Print the material underneath in full, keeping every line exactly as it is.

****************

//! # corrlab-cli
//!
//! CLI output, SVG plotting, progress display, and shell completion.

pub mod completion;
pub mod output;
pub mod plot;
pub mod presenter;
pub mod progress;
pub mod ui;

pub use output::OutputFormat;
pub use presenter::CLIReportPresenter;
pub use progress::CLIProgressReporter;
//! Cooperative cancellation.

use std::sync::atomic::{AtomicBool, Ordering};
use std::sync::Arc;

use crate::error::CorrError;

/// Cooperative cancellation token shared between threads.
///
/// # Example
/// ```
/// use corrlab_core::progress::CancellationToken;
///
/// let token = CancellationToken::new();
/// assert!(!token.is_cancelled());
///
/// token.cancel();
/// assert!(token.is_cancelled());
/// assert!(token.check_cancelled().is_err());
/// ```
#[derive(Debug, Clone, Default)]
pub struct CancellationToken {
    cancelled: Arc<AtomicBool>,
}

impl CancellationToken {
    #[must_use]
    pub fn new() -> Self {
        Self::default()
    }

    /// Request cancellation.
    pub fn cancel(&self) {
        self.cancelled.store(true, Ordering::Relaxed);
    }

    /// Check if cancellation has been requested.
    #[must_use]
    pub fn is_cancelled(&self) -> bool {
        self.cancelled.load(Ordering::Relaxed)
    }

    /// Return `Err(CorrError::Cancelled)` once cancellation has been requested.
    pub fn check_cancelled(&self) -> Result<(), CorrError> {
        if self.is_cancelled() {
            Err(CorrError::Cancelled)
        } else {
            Ok(())
        }
    }
}
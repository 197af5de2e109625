//! Preview table of the first dataset rows.

use ratatui::layout::{Constraint, Rect};
use ratatui::widgets::{Block, Row, Table};
use ratatui::Frame;

use corrlab_core::preview::{PreviewRow, PREVIEW_HEADERS};

use crate::styles::ColorTheme;

/// Cell texts of one preview row.
#[must_use]
pub fn preview_cells(row: &PreviewRow) -> [String; 3] {
    [
        row.index.to_string(),
        format!("{:.4}", row.x),
        format!("{:.4}", row.y),
    ]
}

/// Render the preview rows as a table.
pub fn render_table(frame: &mut Frame, area: Rect, rows: &[PreviewRow], theme: &ColorTheme) {
    let header = Row::new(PREVIEW_HEADERS).style(theme.header_style());
    let body: Vec<Row> = rows.iter().map(|row| Row::new(preview_cells(row))).collect();
    let widths = [
        Constraint::Length(4),
        Constraint::Length(10),
        Constraint::Length(10),
    ];

    let table = Table::new(body, widths)
        .header(header)
        .block(Block::bordered().title(format!(" First {} rows ", rows.len())));
    frame.render_widget(table, area);
}
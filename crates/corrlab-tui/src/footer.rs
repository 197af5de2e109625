//! TUI footer panel.

use ratatui::layout::Rect;
use ratatui::text::{Line, Span};
use ratatui::widgets::{Block, Borders, Paragraph};
use ratatui::Frame;

use crate::styles::ColorTheme;

/// Key hints shown in the footer.
pub const KEY_HINTS: [(&str, &str); 8] = [
    ("↑↓", "select"),
    ("←→", "adjust"),
    ("Home/End", "min/max"),
    ("0", "reset"),
    ("s", "reseed"),
    ("t", "table"),
    ("l", "logs"),
    ("q", "quit"),
];

/// Render the footer panel with keyboard shortcuts.
pub fn render_footer(frame: &mut Frame, area: Rect, theme: &ColorTheme) {
    let mut spans = Vec::with_capacity(KEY_HINTS.len() * 2);
    for (i, (key, action)) in KEY_HINTS.iter().enumerate() {
        let sep = if i + 1 < KEY_HINTS.len() { " | " } else { "" };
        spans.push(Span::styled(*key, theme.key_style()));
        spans.push(Span::raw(format!(": {action}{sep}")));
    }

    let block = Block::default().borders(Borders::TOP);
    frame.render_widget(Paragraph::new(Line::from(spans)).block(block), area);
}
//! Version information.

/// The package version.
#[must_use]
pub fn version() -> &'static str {
    env!("CARGO_PKG_VERSION")
}

/// Version line printed in the batch header.
#[must_use]
pub fn full_version() -> String {
    format!("corrlab {}", version())
}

****************

Result below:
//! # corrlab-cli
//!
//! CLI output, SVG plotting, progress display, and shell completion.

pub mod completion;
pub mod output;
pub mod plot;
pub mod presenter;
pub mod progress;
pub mod ui;

pub use output::OutputFormat;
pub use presenter::CLIReportPresenter;
pub use progress::CLIProgressReporter;
//! Cooperative cancellation.

use std::sync::atomic::{AtomicBool, Ordering};
use std::sync::Arc;

use crate::error::CorrError;

/// Cooperative cancellation token shared between threads.
///
/// # Example
/// ```
/// use corrlab_core::progress::CancellationToken;
///
/// let token = CancellationToken::new();
/// assert!(!token.is_cancelled());
///
/// token.cancel();
/// assert!(token.is_cancelled());
/// assert!(token.check_cancelled().is_err());
/// ```
#[derive(Debug, Clone, Default)]
pub struct CancellationToken {
    cancelled: Arc<AtomicBool>,
}

impl CancellationToken {
    #[must_use]
    pub fn new() -> Self {
        Self::default()
    }

    /// Request cancellation.
    pub fn cancel(&self) {
        self.cancelled.store(true, Ordering::Relaxed);
    }

    /// Check if cancellation has been requested.
    #[must_use]
    pub fn is_cancelled(&self) -> bool {
        self.cancelled.load(Ordering::Relaxed)
    }

    /// Return `Err(CorrError::Cancelled)` once cancellation has been requested.
    pub fn check_cancelled(&self) -> Result<(), CorrError> {
        if self.is_cancelled() {
            Err(CorrError::Cancelled)
        } else {
            Ok(())
        }
    }
}
repository 197af5de2e109625
//! Preview table of the first dataset rows.

use ratatui::layout::{Constraint, Rect};
use ratatui::widgets::{Block, Row, Table};
use ratatui::Frame;

use corrlab_core::preview::{PreviewRow, PREVIEW_HEADERS};

use crate::styles::ColorTheme;

/// Cell texts of one preview row.
#[must_use]
pub fn preview_cells(row: &PreviewRow) -> [String; 3] {
    [
        row.index.to_string(),
        format!("{:.4}", row.x),
        format!("{:.4}", row.y),
    ]
}

/// Render the preview rows as a table.
pub fn render_table(frame: &mut Frame, area: Rect, rows: &[PreviewRow], theme: &ColorTheme) {
    let header = Row::new(PREVIEW_HEADERS).style(theme.header_style());
    let body: Vec<Row> = rows.iter().map(|row| Row::new(preview_cells(row))).collect();
    let widths = [
        Constraint::Length(4),
        Constraint::Length(10),
        Constraint::Length(10),
    ];

    let table = Table::new(body, widths)
        .header(header)
        .block(Block::bordered().title(format!(" First {} rows ", rows.len())));
    frame.render_widget(table, area);
}
filename crates/corrlab-tui/src/footer.rs
repository 197af5de2e109625
//! TUI footer panel.

use ratatui::layout::Rect;
use ratatui::text::{Line, Span};
use ratatui::widgets::{Block, Borders, Paragraph};
use ratatui::Frame;

use crate::styles::ColorTheme;

/// Key hints shown in the footer.
pub const KEY_HINTS: [(&str, &str); 8] = [
    ("↑↓", "select"),
    ("←→", "adjust"),
    ("Home/End", "min/max"),
    ("0", "reset"),
    ("s", "reseed"),
    ("t", "table"),
    ("l", "logs"),
    ("q", "quit"),
];

/// Render the footer panel with keyboard shortcuts.
pub fn render_footer(frame: &mut Frame, area: Rect, theme: &ColorTheme) {
    let mut spans = Vec::with_capacity(KEY_HINTS.len() * 2);
    for (i, (key, action)) in KEY_HINTS.iter().enumerate() {
        let sep = if i + 1 < KEY_HINTS.len() { " | " } else { "" };
        spans.push(Span::styled(*key, theme.key_style()));
        spans.push(Span::raw(format!(": {action}{sep}")));
    }

    let block = Block::default().borders(Borders::TOP);
    frame.render_widget(Paragraph::new(Line::from(spans)).block(block), area);
}
//! Version information.

/// The package version.
#[must_use]
pub fn version() -> &'static str {
    env!("CARGO_PKG_VERSION")
}

/// Version line printed in the batch header.
#[must_use]
pub fn full_version() -> String {
    format!("corrlab {}", version())
}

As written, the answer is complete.